NORRIS: And she worked hard. She was always lifting people in and out of bed.

HENSON: She was always lifting people, yes, cleaning people that couldn't clean themselves, dressing them. And, you know, she ran that house. She was a mother to all of the residents.

And, you know, as far as her walk, I always just thought because she was such a nurturer, just so earthy, her earthy walk - wardrobe helps, too. They put that fat suit on me, and I just - my body just automatically responded to the fat suit.
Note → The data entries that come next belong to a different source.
//! Pure arithmetic behind the calculator tools.
//!
//! Operands are `i64`. Results are widened so every valid input has an
//! exact answer: sums, differences, products and lcm are `i128`, gcd is
//! `u64`, and factorial is an arbitrary-precision [`BigUint`].

use num_bigint::BigUint;

/// Input violated a mathematical precondition of an operation.
#[derive(Debug, Clone, PartialEq, Eq, thiserror::Error)]
pub enum DomainError {
    #[error("Cannot divide by zero.")]
    DivisionByZero,
    #[error("Cannot take the remainder of division by zero.")]
    ModulusByZero,
    #[error("The factorial of a negative number does not exist.")]
    NegativeFactorial,
    #[error("Cannot take square root of a negative number.")]
    NegativeSquareRoot,
    #[error("The least common multiple of 0 and 0 is undefined.")]
    LcmOfZeros,
}

pub fn add(a: i64, b: i64) -> i128 {
    a as i128 + b as i128
}

pub fn subtract(a: i64, b: i64) -> i128 {
    a as i128 - b as i128
}

pub fn multiply(a: i64, b: i64) -> i128 {
    a as i128 * b as i128
}

pub fn divide(a: i64, b: i64) -> Result<f64, DomainError> {
    if b == 0 {
        return Err(DomainError::DivisionByZero);
    }
    Ok(a as f64 / b as f64)
}

/// Truncated remainder: the sign follows the dividend (`-7 % 3 == -1`).
pub fn modulus(a: i64, b: i64) -> Result<i64, DomainError> {
    if b == 0 {
        return Err(DomainError::ModulusByZero);
    }
    // i64::MIN % -1 overflows in the intermediate quotient only.
    Ok(a.checked_rem(b).unwrap_or(0))
}

pub fn factorial(n: i64) -> Result<BigUint, DomainError> {
    let n = u64::try_from(n).map_err(|_| DomainError::NegativeFactorial)?;
    Ok((2..=n).fold(BigUint::from(1u32), |acc, k| acc * k))
}

pub fn square_root(a: f64) -> Result<f64, DomainError> {
    if a < 0.0 {
        return Err(DomainError::NegativeSquareRoot);
    }
    Ok(a.sqrt())
}

/// `gcd(i64::MIN, 0)` is 2^63, hence the unsigned result.
pub fn gcd(a: i64, b: i64) -> u64 {
    let (mut x, mut y) = (a.unsigned_abs(), b.unsigned_abs());
    while y != 0 {
        (x, y) = (y, x % y);
    }
    x
}

pub fn lcm(a: i64, b: i64) -> Result<i128, DomainError> {
    if a == 0 && b == 0 {
        return Err(DomainError::LcmOfZeros);
    }
    // |a| / gcd * |b| <= 2^126
    let reduced = a.unsigned_abs() / gcd(a, b);
    Ok(reduced as i128 * b.unsigned_abs() as i128)
}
So all of that kind of helped with the posture and how I walked and carried myself.

NORRIS: Now you had another film in addition to Benjamin Button, another film that was released around the holiday season...

HENSON: Mm-hmm.

NORRIS: ..."Not Easily Broken"...


NORRIS: A film that was an adaptation of a T.D. Jakes' story.

HENSON: Mm-hmm.

NORRIS: And that film is marketed largely at the black audience. What do you think about that, the studios having sort of a parallel track for certain films?

HENSON: I just wish one day we - I hope we can get past the black-white thing because it's a human experience. I don't go to the movies saying oh, I'm going to go see this white movie. I go because I want to know the story. I'm inspired. I'm intrigued. I want to - that story interests me in some way, but I don't sit back and say, oh, this is an Asian movie, let me go and see it, or this is a white movie, I can't identify with that. Let me stick to the black films.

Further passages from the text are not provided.